[[ WORKING DATA open ]]

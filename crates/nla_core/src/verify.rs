//! Verification: move newly ingested files from UNVERIFIED to ONDISK.
//!
//! A file is verified when it appears in one of its spot's checksum logs,
//! written by the external backup validation process. Every verified file is
//! added to a synthetic `_VERIFY` request whose retention (20 days, or "now"
//! on demand) is what later makes tidy move the file to ONTAPE. This is the
//! only producer of the UNVERIFIED → ONDISK → ONTAPE progression.

use std::collections::BTreeSet;
use std::fs::File;
use std::io::{BufRead, BufReader};
use std::path::PathBuf;

use chrono::{DateTime, Duration, Utc};
use log::{info, warn};

use crate::{
    error::NlaResult,
    model::Stage,
    resolver::PathResolver,
    store::{NewRequest, Store},
    tape::{SpotCache, TapeClient, TAPED},
};

/// Retention given to the synthetic `_VERIFY` requests.
const VERIFY_RETENTION_DAYS: i64 = 20;

#[derive(Debug)]
pub struct VerifySettings {
    /// where the external process drops `<spot>.chksums.*` log files
    pub chksums_dir: PathBuf,
    /// restore-cache root the checksum logs address files under
    pub cache_prefix: String,
    /// logical-path prefixes eligible for quick verification
    pub quick_prefixes: Vec<String>,
    /// logical paths are used verbatim on the tape side
    pub test_mode: bool,
}

/// Accumulated result of one verification run. Missing and malformed logs
/// are reported, not fatal.
#[derive(Clone, Debug, Default)]
pub struct VerifyReport {
    pub verified: usize,
    pub not_found: usize,
    /// spots with no checksum log at all
    pub missing_log_spots: Vec<String>,
    /// log files containing lines without the two expected fields
    pub malformed_logs: Vec<PathBuf>,
    /// the synthetic request holding the newly verified files, if any
    pub request_id: Option<i64>,
}

/// Verify the UNVERIFIED backlog against the checksum logs.
pub fn verify(
    store: &Store,
    resolver: &PathResolver,
    settings: &VerifySettings,
    verify_now: bool,
) -> NlaResult<VerifyReport> {
    std::fs::create_dir_all(&settings.chksums_dir)?;

    let files = store.files_in_stages(&[Stage::Unverified])?;
    info!("number of UNVERIFIED files: {}", files.len());

    let now = Utc::now();
    let request = new_verify_request(store, now, verify_now, "FROM VERIFY PROCESS")?;
    let mut report = VerifyReport::default();
    let mut missing: BTreeSet<String> = BTreeSet::new();
    let mut malformed: BTreeSet<PathBuf> = BTreeSet::new();
    let mut verified_paths = Vec::new();

    for file in files {
        let (prefix, spot_name) = match resolver.resolve_spot(&file.logical_path) {
            Ok(found) => found,
            Err(err) => {
                warn!("spot name not found for file {}: {err}", file.logical_path);
                continue;
            }
        };
        let remainder = &file.logical_path[prefix.len()..];
        // the logs address files below the restore cache or spot-relative
        let (to_find, to_find_rel) = if settings.test_mode {
            (file.logical_path.clone(), file.logical_path.clone())
        } else {
            (
                format!("{}/{spot_name}{remainder}", settings.cache_prefix),
                format!("{spot_name}{remainder}"),
            )
        };

        let pattern = settings
            .chksums_dir
            .join(format!("{spot_name}.chksums.*"))
            .to_string_lossy()
            .into_owned();
        let mut logs: Vec<PathBuf> = glob::glob(&pattern)
            .map_err(|err| {
                warn!("bad checksum glob {pattern}: {err}");
                err
            })
            .map(|paths| paths.filter_map(Result::ok).collect())
            .unwrap_or_default();
        if logs.is_empty() {
            _ = missing.insert(spot_name.to_string());
            continue;
        }
        // the verifier restarting leaves several logs per spot; trust the
        // most recent one that mentions the file
        logs.sort_unstable_by(|a, b| b.cmp(a));

        let mut found = false;
        'logs: for log in &logs {
            for line in BufReader::new(File::open(log)?).lines() {
                let line = line?;
                let mut fields = line.split_whitespace();
                let (Some(_checksum), Some(filename)) = (fields.next(), fields.next()) else {
                    if !line.trim().is_empty() {
                        _ = malformed.insert(log.clone());
                    }
                    continue;
                };
                if filename == to_find || filename == to_find_rel {
                    store.in_transaction(|store| {
                        store.set_file_stage_and_disk(file.id, Stage::OnDisk, None)?;
                        store.set_file_verified(file.id, Some(now))
                    })?;
                    verified_paths.push(file.logical_path.clone());
                    report.verified += 1;
                    found = true;
                    break 'logs;
                }
            }
        }
        if !found {
            report.not_found += 1;
        }
    }

    report.request_id = finish_verify_request(store, request, &verified_paths)?;
    report.missing_log_spots = missing.into_iter().collect();
    report.malformed_logs = malformed.into_iter().collect();
    Ok(report)
}

/// Quick verification for configured dataset prefixes: skip the checksum
/// comparison and only confirm the file is on tape (`sd_ls` status TAPED).
pub fn quick_verify(
    store: &Store,
    resolver: &PathResolver,
    settings: &VerifySettings,
    client: &TapeClient,
    verify_now: bool,
) -> NlaResult<VerifyReport> {
    let mut files = Vec::new();
    let mut seen = BTreeSet::new();
    for prefix in &settings.quick_prefixes {
        for file in store.files_matching(prefix, &[Stage::Unverified])? {
            if seen.insert(file.id) {
                files.push(file);
            }
        }
    }
    info!("number of UNVERIFIED files that can be quick verified: {}", files.len());

    let now = Utc::now();
    let request = new_verify_request(store, now, verify_now, "FROM QUICK_VERIFY PROCESS")?;
    let mut report = VerifyReport::default();
    let mut spots = SpotCache::new(client);
    let mut verified_paths = Vec::new();

    for file in files {
        let (_, spot_name) = match resolver.resolve_spot(&file.logical_path) {
            Ok(found) => found,
            Err(err) => {
                warn!("spot name not found for file {}: {err}", file.logical_path);
                continue;
            }
        };
        let spot_name = spot_name.to_string();
        let tape_side = resolver.tape_side_path(&file.logical_path, settings.test_mode)?;
        let basename = tape_side.rsplit('/').next().unwrap_or(&tape_side);
        let Some(entries) = spots.entries(&spot_name)? else {
            warn!("spot {spot_name} unknown to the tape system");
            continue;
        };
        let taped = entries.get(basename).is_some_and(|entry| entry.status == TAPED);
        if taped {
            store.in_transaction(|store| {
                store.set_file_stage_and_disk(file.id, Stage::OnDisk, None)?;
                store.set_file_verified(file.id, Some(now))
            })?;
            verified_paths.push(file.logical_path.clone());
            report.verified += 1;
        } else {
            report.not_found += 1;
        }
    }

    report.request_id = finish_verify_request(store, request, &verified_paths)?;
    Ok(report)
}

/// Create the synthetic request that gives verified files their implicit
/// retention.
fn new_verify_request(
    store: &Store,
    now: DateTime<Utc>,
    verify_now: bool,
    label: &str,
) -> NlaResult<i64> {
    let quota = store.ensure_verify_quota()?;
    let retention = if verify_now {
        now
    } else {
        now + Duration::days(VERIFY_RETENTION_DAYS)
    };
    let request = store.create_request(
        &NewRequest {
            label: Some(label.to_string()),
            quota_id: quota.id,
            retention: Some(retention),
            mark_complete_at: Some(now),
            ..Default::default()
        },
        now,
    )?;
    Ok(request.id)
}

/// Attach the verified paths to the synthetic request, or drop the request
/// when the run verified nothing.
fn finish_verify_request(
    store: &Store,
    request_id: i64,
    verified_paths: &[String],
) -> NlaResult<Option<i64>> {
    if verified_paths.is_empty() {
        store.delete_request(request_id)?;
        return Ok(None);
    }
    store.set_request_files_blob(request_id, verified_paths)?;
    Ok(Some(request_id))
}

#[cfg(test)]
mod tests {
    use super::*;
    use crate::model::VERIFY_USER;
    use pretty_assertions::assert_eq;
    use tempfile::TempDir;

    const DOWNLOAD_CONF: &str = "spot-0001-cira /badc/cira\n";
    const SPOTLIST: &str = "/datacentre/archvol/pan52/archive/cira spot-0001-cira\n";

    fn setup() -> (TempDir, Store, PathResolver, VerifySettings) {
        let tmp = TempDir::new().unwrap();
        let store = Store::open_in_memory().unwrap();
        let resolver = PathResolver::from_tables(DOWNLOAD_CONF, SPOTLIST).unwrap();
        let settings = VerifySettings {
            chksums_dir: tmp.path().join("chksums"),
            cache_prefix: "/datacentre/restorecache/archive".into(),
            quick_prefixes: vec![],
            test_mode: false,
        };
        (tmp, store, resolver, settings)
    }

    fn write_log(settings: &VerifySettings, name: &str, contents: &str) {
        std::fs::create_dir_all(&settings.chksums_dir).unwrap();
        std::fs::write(settings.chksums_dir.join(name), contents).unwrap();
    }

    #[test]
    fn checksum_match_promotes_to_ondisk() {
        let (_tmp, store, resolver, settings) = setup();
        let id = store.insert_file("/badc/cira/data/x.dat", 10, Stage::Unverified).unwrap();
        write_log(
            &settings,
            "spot-0001-cira.chksums.20160209",
            "d41d8cd9 /datacentre/restorecache/archive/spot-0001-cira/data/x.dat\n",
        );

        let report = verify(&store, &resolver, &settings, false).unwrap();
        assert_eq!(report.verified, 1);
        assert_eq!(report.not_found, 0);

        let file = store.file_by_id(id).unwrap().unwrap();
        assert_eq!(file.stage, Stage::OnDisk);
        assert!(file.verified.is_some());

        // the synthetic request carries the implicit retention
        let request = store.request_by_id(report.request_id.unwrap()).unwrap().unwrap();
        let quota = store.quota_by_id(request.quota_id).unwrap().unwrap();
        assert_eq!(quota.user, VERIFY_USER);
        assert_eq!(request.request_files, vec!["/badc/cira/data/x.dat"]);
        let days = (request.retention - request.request_date).num_days();
        assert_eq!(days, VERIFY_RETENTION_DAYS);
    }

    #[test]
    fn spot_relative_form_also_matches() {
        let (_tmp, store, resolver, settings) = setup();
        _ = store.insert_file("/badc/cira/data/y.dat", 10, Stage::Unverified).unwrap();
        write_log(
            &settings,
            "spot-0001-cira.chksums.20160209",
            "d41d8cd9 spot-0001-cira/data/y.dat\n",
        );
        let report = verify(&store, &resolver, &settings, false).unwrap();
        assert_eq!(report.verified, 1);
    }

    #[test]
    fn verify_now_sets_retention_to_now() {
        let (_tmp, store, resolver, settings) = setup();
        _ = store.insert_file("/badc/cira/data/x.dat", 10, Stage::Unverified).unwrap();
        write_log(
            &settings,
            "spot-0001-cira.chksums.20160209",
            "d41d8cd9 spot-0001-cira/data/x.dat\n",
        );
        let report = verify(&store, &resolver, &settings, true).unwrap();
        let request = store.request_by_id(report.request_id.unwrap()).unwrap().unwrap();
        assert!(request.retention <= Utc::now());
    }

    #[test]
    fn missing_and_malformed_logs_are_reported_not_fatal() {
        let (_tmp, store, resolver, settings) = setup();
        _ = store.insert_file("/badc/cira/data/x.dat", 10, Stage::Unverified).unwrap();

        // no log at all for the spot
        let report = verify(&store, &resolver, &settings, false).unwrap();
        assert_eq!(report.verified, 0);
        assert_eq!(report.missing_log_spots, vec!["spot-0001-cira".to_string()]);
        assert_eq!(report.request_id, None);

        // a malformed line is recorded, the good line still verifies
        write_log(
            &settings,
            "spot-0001-cira.chksums.20160209",
            "short-line\nd41d8cd9 spot-0001-cira/data/x.dat\n",
        );
        let report = verify(&store, &resolver, &settings, false).unwrap();
        assert_eq!(report.verified, 1);
        assert_eq!(report.malformed_logs.len(), 1);
    }

    #[test]
    fn empty_run_leaves_no_request_behind() {
        let (_tmp, store, resolver, settings) = setup();
        let report = verify(&store, &resolver, &settings, false).unwrap();
        assert_eq!(report.request_id, None);
        assert!(store.requests_by_date().unwrap().is_empty());
    }
}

[[ WORKING DATA closed ]]

## [WHAT YOU NEED TO DO]
As you read the records above, find each line that contains "SpotCache" and copy it.

## [EXERCISE ANSWER]
    tape::{SpotCache, TapeClient, TAPED},
    let mut spots = SpotCache::new(client);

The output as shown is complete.